Las siguientes consideraciones
ociosas tienen su origen en la lectura de un libro reciente e importante (1) de
Carlos Arenas Posadas, titular del área de Historia e Instituciones Económicas
de la Universidad de Sevilla hasta su jubilación en 2011. Sostiene Arenas la existencia
de formas distintas de capitalismo, o por mejor decir de racionalidades capitalistas
diferenciadas, e identifica una de ellas, activa en Andalucía desde la Baja
Edad Media, bajo la etiqueta de “racionalidad capitalista del subdesarrollo”. Olvídense
ustedes de Max Weber, de la ética calvinista y de la teoría de la
predestinación de quienes acumulan riquezas en este mundo con el sudor de su
frente. El espíritu del capitalismo es asimismo compatible con el catolicismo
de misa y olla, la catequesis, la sopa boba de los conventos, el atraso
cultural, las altas tasas de desocupación, los salarios de miseria, la
desprotección institucionalizada a los más débiles. Elites sociales muy bien
relacionadas con los poderes así estatales como locales, extraen de situaciones
semejantes unas rentas pingües y, en consecuencia, se afanan en perpetuarlas por
todos los medios posibles. No es un delirio de la razón, la documentación
extensa y pormenorizada que despliega Arenas lo demuestra de forma irrebatible.
Todo lo cual me ha
traído a la imaginación el momento histórico en el que Cataluña, donde la
estructura de propiedad ha estado mucho más repartida, las infraestructuras
industriales tienen un anclaje sólido, y las instituciones políticas y sociales
son en general mucho más porosas e “inclusivas” que las andaluzas, pudo sufrir sin
embargo un intento deliberado de desarraigo de tales tradiciones con el fin de implantar
un modelo de subdesarrollo racional que se preveía unificado para todo el país.
Tal cosa pudo
ocurrir en los primeros años del régimen franquista, después de la derrota
militar de la República y de la ruina generalizada de los elementos materiales
de la infraestructura industrial catalana, sumada a la represión de la urdimbre
social que la había mantenido en pie. No se dio tregua en los primeros años a
detenciones y fusilamientos, incluido el de Lluís Companys. Los antiguos
partidos, sindicatos y asociaciones de todo tipo fueron desmantelados; la
lengua, y con ella cualquier otro signo externo de diferenciación, reprimida. Incluso
las elites sociales, la aristocracia proclive al regionalismo jocfloralesc y la burguesía industrial y
comercial afín al republicanismo, fueron marginadas inicialmente del nuevo
terreno de juego, marcadas por la sospecha de desafección. Sobre aquel solar
arrasado se quiso implantar un nuevo modelo de trabajo y de vida, bajo la égida
de Falange, con nuevos sistemas de ascenso social, nuevos sindicatos y
organismos de previsión, y una escuela nueva guiada por una iglesia que, ella
sí, seguía siendo la misma de siempre. El gobernador civil y el capitán general
de la región tenían calidad de virreyes, y ellos garantizaban la “unidad”, la
así llamada “justicia social” y el “orden”.
Me detendré tan
solo en la figura de uno de los gobernadores civiles de Barcelona, Eduardo Baeza
Alegría (Zaragoza 1901-1981), que desempeñó el cargo entre 1947 y 1951.

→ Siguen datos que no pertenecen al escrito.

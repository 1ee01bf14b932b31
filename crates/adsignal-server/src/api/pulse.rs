use axum::{
    extract::{Query, State},
    Extension, Json,
};
use chrono::Utc;
use serde::Deserialize;

use adsignal_engine::{run_pulse, PulseReport, PulseResponse, PulseServices};

use crate::middleware::RequestId;

use super::{map_engine_error, normalize_limit, ApiError, ApiResponse, AppState, ResponseMeta};

#[derive(Debug, Deserialize)]
pub(super) struct ReportsQuery {
    pub limit: Option<i64>,
}

pub(super) async fn run_pulse_pass(
    State(state): State<AppState>,
    Extension(req_id): Extension<RequestId>,
) -> Result<Json<PulseResponse>, ApiError> {
    let services = PulseServices {
        records: state.records.as_ref(),
        reports: state.reports.as_ref(),
        embedder: state.embedder.as_ref(),
        webhooks: state.webhooks.as_ref(),
        narrator: state.narrator.as_ref(),
    };
    let response = run_pulse(services, state.detector, Utc::now())
        .await
        .map_err(|e| map_engine_error(req_id.0, &e))?;
    Ok(Json(response))
}

pub(super) async fn list_pulse_reports(
    State(state): State<AppState>,
    Extension(req_id): Extension<RequestId>,
    Query(query): Query<ReportsQuery>,
) -> Result<Json<ApiResponse<Vec<PulseReport>>>, ApiError> {
    let data = state
        .reports
        .recent_pulse_reports(normalize_limit(query.limit))
        .await
        .map_err(|e| map_engine_error(req_id.0.clone(), &e))?;

    Ok(Json(ApiResponse {
        data,
        meta: ResponseMeta::new(req_id.0),
    }))
}
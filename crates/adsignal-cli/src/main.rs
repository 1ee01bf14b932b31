mod signals;

use adsignal_core::AppConfig;
use clap::{Parser, Subcommand};
use tracing_subscriber::EnvFilter;

#[derive(Debug, Parser)]
#[command(name = "adsignal-cli")]
#[command(about = "Temporal strategic signal engine command line interface")]
struct Cli {
    #[command(subcommand)]
    command: Option<Commands>,
}

#[derive(Debug, Subcommand)]
enum Commands {
    /// Database maintenance
    Db {
        #[command(subcommand)]
        command: DbCommands,
    },
    /// Print the trend radar as JSON
    Radar {
        /// Total window length in days (clamped to 7..=180)
        #[arg(long)]
        days: Option<i64>,

        /// Restrict to one product category guess
        #[arg(long)]
        category: Option<String>,

        /// Entries per rising/falling list (clamped to 3..=10)
        #[arg(long)]
        top: Option<i64>,
    },
    /// Run one weekly pulse pass and append its report
    Pulse,
    /// List recent pulse reports, newest first
    Reports {
        #[arg(long, default_value_t = 20)]
        limit: i64,
    },
}

#[derive(Debug, Subcommand)]
enum DbCommands {
    /// Verify the database is reachable
    Ping,
    /// Apply pending migrations
    Migrate,
}

#[tokio::main]
async fn main() -> anyhow::Result<()> {
    dotenvy::dotenv().ok();
    let cli = Cli::parse();

    let Some(command) = cli.command else {
        println!("adsignal-cli ready; see --help for commands");
        return Ok(());
    };

    let config = adsignal_core::load_app_config()?;
    init_tracing(&config)?;

    let pool_config = adsignal_db::PoolConfig::from_app_config(&config);
    let pool = adsignal_db::connect_pool(&config.database_url, pool_config).await?;

    match command {
        Commands::Db {
            command: DbCommands::Ping,
        } => {
            adsignal_db::health_check(&pool).await?;
            println!("database ok");
        }
        Commands::Db {
            command: DbCommands::Migrate,
        } => {
            let applied = adsignal_db::run_migrations(&pool).await?;
            println!("applied {applied} migration(s)");
        }
        Commands::Radar {
            days,
            category,
            top,
        } => signals::run_radar_command(&pool, days, category, top).await?,
        Commands::Pulse => signals::run_pulse_command(&config, &pool).await?,
        Commands::Reports { limit } => signals::run_reports_command(&pool, limit).await?,
    }

    Ok(())
}

// Logs go to stderr so stdout stays machine-readable JSON.
fn init_tracing(config: &AppConfig) -> anyhow::Result<()> {
    let env_filter = EnvFilter::try_from_default_env()
        .or_else(|_| EnvFilter::try_new(config.log_level.clone()))?;
    tracing_subscriber::fmt()
        .with_env_filter(env_filter)
        .with_writer(std::io::stderr)
        .init();
    Ok(())
}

Extraigo los siguientes pormenores de un trabajo del historiador Javier Tébar
Hurtado, recogido en otro libro reciente (2).

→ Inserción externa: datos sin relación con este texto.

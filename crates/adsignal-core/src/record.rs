//! Classified ad records as the signal engine sees them.

use std::fmt;
use std::str::FromStr;

use chrono::{DateTime, Utc};
use serde::de::{DeserializeOwned, Deserializer};
use serde::{Deserialize, Serialize};
use serde_json::Value;
use uuid::Uuid;

/// Ingestion lifecycle state of a record. The engine only reads `Processed`.
#[derive(Debug, Clone, Copy, PartialEq, Eq, Hash, Serialize, Deserialize)]
#[serde(rename_all = "snake_case")]
pub enum RecordStatus {
    Queued,
    Processing,
    Processed,
    NeedsReview,
    Failed,
}

impl RecordStatus {
    #[must_use]
    pub fn as_str(self) -> &'static str {
        match self {
            RecordStatus::Queued => "queued",
            RecordStatus::Processing => "processing",
            RecordStatus::Processed => "processed",
            RecordStatus::NeedsReview => "needs_review",
            RecordStatus::Failed => "failed",
        }
    }
}

impl fmt::Display for RecordStatus {
    fn fmt(&self, f: &mut fmt::Formatter<'_>) -> fmt::Result {
        f.write_str(self.as_str())
    }
}

impl FromStr for RecordStatus {
    type Err = String;

    fn from_str(s: &str) -> Result<Self, Self::Err> {
        match s {
            "queued" => Ok(RecordStatus::Queued),
            "processing" => Ok(RecordStatus::Processing),
            "processed" => Ok(RecordStatus::Processed),
            "needs_review" => Ok(RecordStatus::NeedsReview),
            "failed" => Ok(RecordStatus::Failed),
            other => Err(format!("unknown record status: {other}")),
        }
    }
}

/// One classified creative.
#[derive(Debug, Clone, PartialEq)]
pub struct Record {
    pub id: Uuid,
    /// Owning organization; webhook notifications are scoped to it.
    pub org_id: Option<Uuid>,
    /// Brand assigned upstream. Falls back to `digest.meta.brand_guess`.
    pub brand: Option<String>,
    pub media_url: Option<String>,
    pub status: RecordStatus,
    pub digest: Digest,
    /// Lazily backfilled by the anomaly detector.
    pub embedding: Option<Vec<f32>>,
    pub created_at: DateTime<Utc>,
}

impl Record {
    /// The brand identifier used for history lookups, if any.
    #[must_use]
    pub fn brand_key(&self) -> Option<&str> {
        non_blank(self.brand.as_deref()).or_else(|| non_blank(self.digest.meta.brand_guess.as_deref()))
    }

    #[must_use]
    pub fn exemplar(&self) -> Exemplar {
        Exemplar {
            id: self.id,
            media_url: self.media_url.clone(),
            created_at: self.created_at,
        }
    }

    /// Text fed to the embedding service for this record.
    ///
    /// Absent parts are left empty; newlines are flattened to spaces.
    #[must_use]
    pub fn embedding_input(&self) -> String {
        let text = format!(
            "Brand: {} | Trigger: {} | Position: {} | Subtext: {}",
            self.brand_key().unwrap_or_default(),
            self.digest.classification.trigger_mechanic.as_deref().unwrap_or_default(),
            self.digest.strategy.positioning_claim.as_deref().unwrap_or_default(),
            self.digest.strategy.semiotic_subtext.as_deref().unwrap_or_default(),
        );
        text.replace(['\n', '\r'], " ")
    }
}

fn non_blank(value: Option<&str>) -> Option<&str> {
    value.filter(|v| !v.trim().is_empty())
}

/// A concrete record backing an aggregate signal.
#[derive(Debug, Clone, PartialEq, Eq, Serialize)]
pub struct Exemplar {
    pub id: Uuid,
    pub media_url: Option<String>,
    pub created_at: DateTime<Utc>,
}

/// The structured digest produced upstream for one creative.
///
/// Every field is optional and wrongly-typed values read as absent, so a
/// malformed digest never fails a pass; it simply contributes no signal.
#[derive(Debug, Clone, Default, PartialEq, Serialize, Deserialize)]
#[serde(default)]
pub struct Digest {
    #[serde(deserialize_with = "lenient")]
    pub meta: Meta,
    #[serde(deserialize_with = "lenient")]
    pub classification: Classification,
    #[serde(deserialize_with = "lenient")]
    pub strategy: Strategy,
}

impl Digest {
    /// Parse a stored JSON digest; anything unreadable becomes an empty digest.
    #[must_use]
    pub fn from_value(value: Value) -> Self {
        serde_json::from_value(value).unwrap_or_default()
    }
}

#[derive(Debug, Clone, Default, PartialEq, Serialize, Deserialize)]
#[serde(default)]
pub struct Meta {
    #[serde(deserialize_with = "lenient")]
    pub brand_guess: Option<String>,
    #[serde(deserialize_with = "lenient")]
    pub product_category_guess: Option<String>,
}

#[derive(Debug, Clone, Default, PartialEq, Serialize, Deserialize)]
#[serde(default)]
pub struct Classification {
    #[serde(deserialize_with = "lenient")]
    pub trigger_mechanic: Option<String>,
    #[serde(deserialize_with = "lenient")]
    pub narrative_framework: Option<String>,
    #[serde(deserialize_with = "lenient")]
    pub offer_type: Option<String>,
    #[serde(deserialize_with = "lenient")]
    pub claim_type: Option<String>,
    #[serde(deserialize_with = "lenient_strings")]
    pub visual_style: Vec<String>,
    #[serde(deserialize_with = "lenient_strings")]
    pub emotion_tone: Vec<String>,
}

#[derive(Debug, Clone, Default, PartialEq, Serialize, Deserialize)]
#[serde(default)]
pub struct Strategy {
    #[serde(deserialize_with = "lenient")]
    pub positioning_claim: Option<String>,
    #[serde(deserialize_with = "lenient")]
    pub semiotic_subtext: Option<String>,
}

fn lenient<'de, D, T>(deserializer: D) -> Result<T, D::Error>
where
    D: Deserializer<'de>,
    T: DeserializeOwned + Default,
{
    let value = Value::deserialize(deserializer)?;
    Ok(serde_json::from_value(value).unwrap_or_default())
}

/// Accepts an array of strings (non-string members dropped) or a lone string.
fn lenient_strings<'de, D>(deserializer: D) -> Result<Vec<String>, D::Error>
where
    D: Deserializer<'de>,
{
    let value = Value::deserialize(deserializer)?;
    Ok(match value {
        Value::Array(items) => items
            .into_iter()
            .filter_map(|item| match item {
                Value::String(s) => Some(s),
                _ => None,
            })
            .collect(),
        Value::String(s) => vec![s],
        _ => Vec::new(),
    })
}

«… Llegó [Baeza] a Barcelona
el 10 de mayo [de 1947] tras oír misa en Montserrat. Al mediodía fue recibido
por una amplia representación de las autoridades municipales, provinciales,
judiciales, cargos gubernamentales y políticos, y recibió el mando en el salón
de Carlos III del Palacio de la Aduana (sede del gobierno civil) de manos del
presidente de la Audiencia Territorial D. Federico Parera Abelló.» En su
discurso de toma de posesión hizo mención al “amor de Dios, por quien supieron
morir innumerables gentes en Barcelona, bajo la égida de la barbarie marxista”.
La misión de un
gobernador civil no se limitaba a la represión de la resistencia y la
subversión, todavía activas. Era sobre todo el encargado de aunar voluntades y
sumar inteligencias entre el poder central y los poderes locales, entre la “corte”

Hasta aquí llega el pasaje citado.